Wednesday, February 7, 2018

Paul Gauguin (1894). Mahana No Atua (Day of the God) [oil on canvas]. The Art Institute of Chicago.

Gauguin has grounded this work firmly in the right side of the semi-abstract portion of the abstraction scale. A specific and decorative way of figure modeling, combined with a peaceful, chromatic color palette, creates the nearest visual equivalent possible to experiencing a sun-bathed Hawaiian (correction: Tahitian) beach. Relying on flattened shapes, Gauguin has composed a remarkable impression of three-dimensional space through relative size, edge and detail blending, and the before-mentioned modelling. 

A sense of calm, lateral movement is created by the forms that seem to float in the expanses of the water and sky. In this way, a sense of peaceful eternity is referenced. Weightless color formats the canvas, verging on subjectivity to communicate the warm calm of the scene. Attention clearly focuses on the three young figures in the dead-center of the canvas, but the shadow-like density of the deity-figure quickly draws focus and infuses the emotional content of this work with a sense of the supernatural. Forms of similar density and varying states of definition are distributed across the canvas intermingling with spirit-like masses of light color. 
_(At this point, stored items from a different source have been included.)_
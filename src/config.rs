use serde::Deserialize;
use std::path::Path;
use std::time::Duration;

/// Top-level config loaded from `vault.toml`, giving the defaults that
/// environment variables (see `VaultConfig::resolve`) then override.
#[derive(Debug, Clone, Deserialize, Default)]
pub struct FileConfig {
    #[serde(default)]
    pub vault: VaultLimits,
}

#[derive(Debug, Clone, Deserialize)]
pub struct VaultLimits {
    #[serde(default = "default_max_inline_rows")]
    pub max_inline_rows: u64,
    #[serde(default = "default_max_inline_tokens")]
    pub max_inline_tokens: u64,
    #[serde(default = "default_max_inline_bytes")]
    pub max_inline_bytes: u64,
    #[serde(default = "default_ttl_seconds")]
    pub ttl_seconds: u64,
    #[serde(default = "default_grace_period_seconds")]
    pub grace_period_seconds: u64,
}

impl Default for VaultLimits {
    fn default() -> Self {
        Self {
            max_inline_rows: default_max_inline_rows(),
            max_inline_tokens: default_max_inline_tokens(),
            max_inline_bytes: default_max_inline_bytes(),
            ttl_seconds: default_ttl_seconds(),
            grace_period_seconds: default_grace_period_seconds(),
        }
    }
}

fn default_max_inline_rows() -> u64 {
    100
}
fn default_max_inline_tokens() -> u64 {
    10_000
}
fn default_max_inline_bytes() -> u64 {
    51_200
}
fn default_ttl_seconds() -> u64 {
    1800
}
fn default_grace_period_seconds() -> u64 {
    300
}

/// Fully resolved runtime configuration: file defaults overlaid with
/// environment variables, per spec §6.
#[derive(Debug, Clone)]
pub struct VaultConfig {
    pub redis_url: String,
    pub max_inline_rows: u64,
    pub max_inline_tokens: u64,
    pub max_inline_bytes: u64,
    pub ttl_seconds: u64,
    pub grace_period_seconds: u64,
    pub analysis_agent_url: Option<String>,
    pub analysis_agent_api_key: Option<String>,
    pub analysis_agent_timeout: Duration,
}

impl FileConfig {
    /// Load config from a TOML file. Returns defaults if the file doesn't exist.
    pub fn load(path: impl AsRef<Path>) -> anyhow::Result<Self> {
        let path = path.as_ref();
        if !path.exists() {
            tracing::info!("config file not found at {}, using defaults", path.display());
            return Ok(Self::default());
        }
        let contents = std::fs::read_to_string(path)?;
        let config: FileConfig = toml::from_str(&contents)?;
        tracing::info!("loaded config from {}", path.display());
        Ok(config)
    }
}

impl VaultConfig {
    /// Resolve the final config: `vault.toml` (if present) as the base,
    /// environment variables as the highest-precedence override. `REDIS_URL`
    /// has no file-level default — a missing backend URL is a
    /// `ValidationError` at startup, per spec §7.
    pub fn resolve(file: FileConfig) -> anyhow::Result<Self> {
        let redis_url =
            std::env::var("REDIS_URL").map_err(|_| anyhow::anyhow!("REDIS_URL is required"))?;

        let max_inline_rows = env_u64("DATA_VAULT_MAX_INLINE_ROWS", file.vault.max_inline_rows);
        let max_inline_tokens =
            env_u64("DATA_VAULT_MAX_INLINE_TOKENS", file.vault.max_inline_tokens);
        let max_inline_bytes =
            env_u64("DATA_VAULT_MAX_INLINE_BYTES", file.vault.max_inline_bytes);
        let ttl_seconds = env_u64("DATA_VAULT_TTL_SECONDS", file.vault.ttl_seconds);
        let grace_period_seconds = env_u64(
            "DATA_VAULT_GRACE_PERIOD_SECONDS",
            file.vault.grace_period_seconds,
        );

        let analysis_agent_url = std::env::var("ANALYSIS_AGENT_URL").ok();
        let analysis_agent_api_key = std::env::var("ANALYSIS_AGENT_API_KEY").ok();
        let analysis_agent_timeout =
            Duration::from_millis(env_u64("ANALYSIS_AGENT_TIMEOUT_MS", 10_000));

        Ok(Self {
            redis_url,
            max_inline_rows,
            max_inline_tokens,
            max_inline_bytes,
            ttl_seconds,
            grace_period_seconds,
            analysis_agent_url,
            analysis_agent_api_key,
            analysis_agent_timeout,
        })
    }
}

fn env_u64(key: &str, default: u64) -> u64 {
    std::env::var(key)
        .ok()
        .and_then(|v| v.parse().ok())
        .unwrap_or(default)
}

#[cfg(test)]
mod tests {
    use super::*;

    #[test]
    fn file_config_defaults_match_spec() {
        let file = FileConfig::default();
        assert_eq!(file.vault.max_inline_rows, 100);
        assert_eq!(file.vault.max_inline_tokens, 10_000);
        assert_eq!(file.vault.max_inline_bytes, 51_200);
        assert_eq!(file.vault.ttl_seconds, 1800);
        assert_eq!(file.vault.grace_period_seconds, 300);
    }
}
//! The five error kinds from spec §7, collapsed into one enum so every layer
//! (vault store, pipeline, query engine) propagates the same vocabulary and
//! the HTTP layer has exactly one place that maps kind → status code.

use axum::http::StatusCode;
use axum::response::{IntoResponse, Json};
use serde_json::json;

#[derive(Debug, thiserror::Error)]
pub enum VaultError {
    /// Handle missing, expired, wrong owner, or wrong token. Collapsed into
    /// one kind on purpose — never tell a caller *which* check failed.
    #[error("handle {handle} not found or no longer accessible")]
    DataNotFound { handle: String, hint: String },

    /// Analysis agent unreachable, malformed reply, or missing required
    /// field. Never substituted with heuristic extraction.
    #[error("analysis failed: {0}")]
    AnalysisFailure(String),

    /// SQL compile/execute error or timeout.
    #[error("query failed for handle {handle} (sql: {sql_prefix}...): {message}")]
    QueryError {
        handle: String,
        sql_prefix: String,
        message: String,
    },

    /// Input not a non-empty array, empty analysis paths, bad config.
    #[error("validation error: {0}")]
    ValidationError(String),

    /// Store connectivity / transient network failure.
    #[error("backend error: {0}")]
    BackendError(String),
}

impl VaultError {
    pub fn not_found(handle: impl Into<String>, source_tool: Option<&str>) -> Self {
        let handle = handle.into();
        let hint = match source_tool {
            Some(tool) => format!(
                "do not retry with this handle; call {tool} again to obtain a fresh handle"
            ),
            None => "do not retry with this handle; call the original tool that produced \
                      the data again to obtain a fresh handle"
                .to_string(),
        };
        VaultError::DataNotFound { handle, hint }
    }

    pub fn query(handle: impl Into<String>, sql: &str, message: impl Into<String>) -> Self {
        let sql_prefix: String = sql.chars().take(80).collect();
        VaultError::QueryError {
            handle: handle.into(),
            sql_prefix,
            message: message.into(),
        }
    }
}

impl From<redis::RedisError> for VaultError {
    fn from(e: redis::RedisError) -> Self {
        VaultError::BackendError(e.to_string())
    }
}

impl IntoResponse for VaultError {
    fn into_response(self) -> axum::response::Response {
        let (status, body) = match &self {
            VaultError::DataNotFound { handle, hint } => (
                StatusCode::NOT_FOUND,
                json!({ "error": "not_found", "handle": handle, "hint": hint }),
            ),
            VaultError::AnalysisFailure(msg) => (
                StatusCode::INTERNAL_SERVER_ERROR,
                json!({ "error": "analysis_failure", "message": msg }),
            ),
            VaultError::QueryError {
                handle,
                sql_prefix,
                message,
            } => (
                StatusCode::INTERNAL_SERVER_ERROR,
                json!({
                    "error": "query_error",
                    "handle": handle,
                    "sql_prefix": sql_prefix,
                    "message": message,
                    "hint": "check the SQL against the table's inferred schema",
                }),
            ),
            VaultError::ValidationError(msg) => (
                StatusCode::BAD_REQUEST,
                json!({ "error": "validation_error", "message": msg }),
            ),
            VaultError::BackendError(msg) => (
                StatusCode::INTERNAL_SERVER_ERROR,
                json!({ "error": "backend_error", "message": msg }),
            ),
        };
        (status, Json(body)).into_response()
    }
}

pub type VaultResult<T> = Result<T, VaultError>;
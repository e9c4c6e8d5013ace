pub mod analysis_agent;
pub mod config;
pub mod error;
pub mod handlers;
pub mod metadata;
pub mod path_ops;
pub mod pipeline;
pub mod query_engine;
pub mod sampler;
pub mod usage_tracker;
pub mod value;
pub mod vault_store;

use std::sync::Arc;

use pipeline::PipelineContext;
use query_engine::QueryEngine;
use usage_tracker::UsageTracker;
use vault_store::VaultStore;

#[derive(Clone)]
pub struct AppState {
    pub vault: Arc<VaultStore>,
    pub query_engine: Arc<QueryEngine>,
    pub pipeline: Arc<PipelineContext>,
    pub usage: UsageTracker,
}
The central figure coyly or innocently gazes at the observer, placing her or him at a slightly elevated point relative to her position. Like Cassatt’s
Maternal Caress, Eastern influences are discoverable in how forms are formatted with contour lines and a colorful ink-wash style. A form of balance is struck in how the only artificial form in the composition has a sense of mass that contradicts the light feel of the rest of the canvas which is populated by natural forms. 

Gauguin is expressing the simple and pure beauty of living in a world untouched by the influence of impersonal, mechanical and masculine western culture. Formally and pictorially, the women of the scene live in a warm, unpressured world of balance and harmony with their benevolent deity. In fact, the world of reality and that of the spiritual blend together in an assumed, instinctual way. In this way
Mahana No Atua becomes a conceptual rather than perceptual work of art.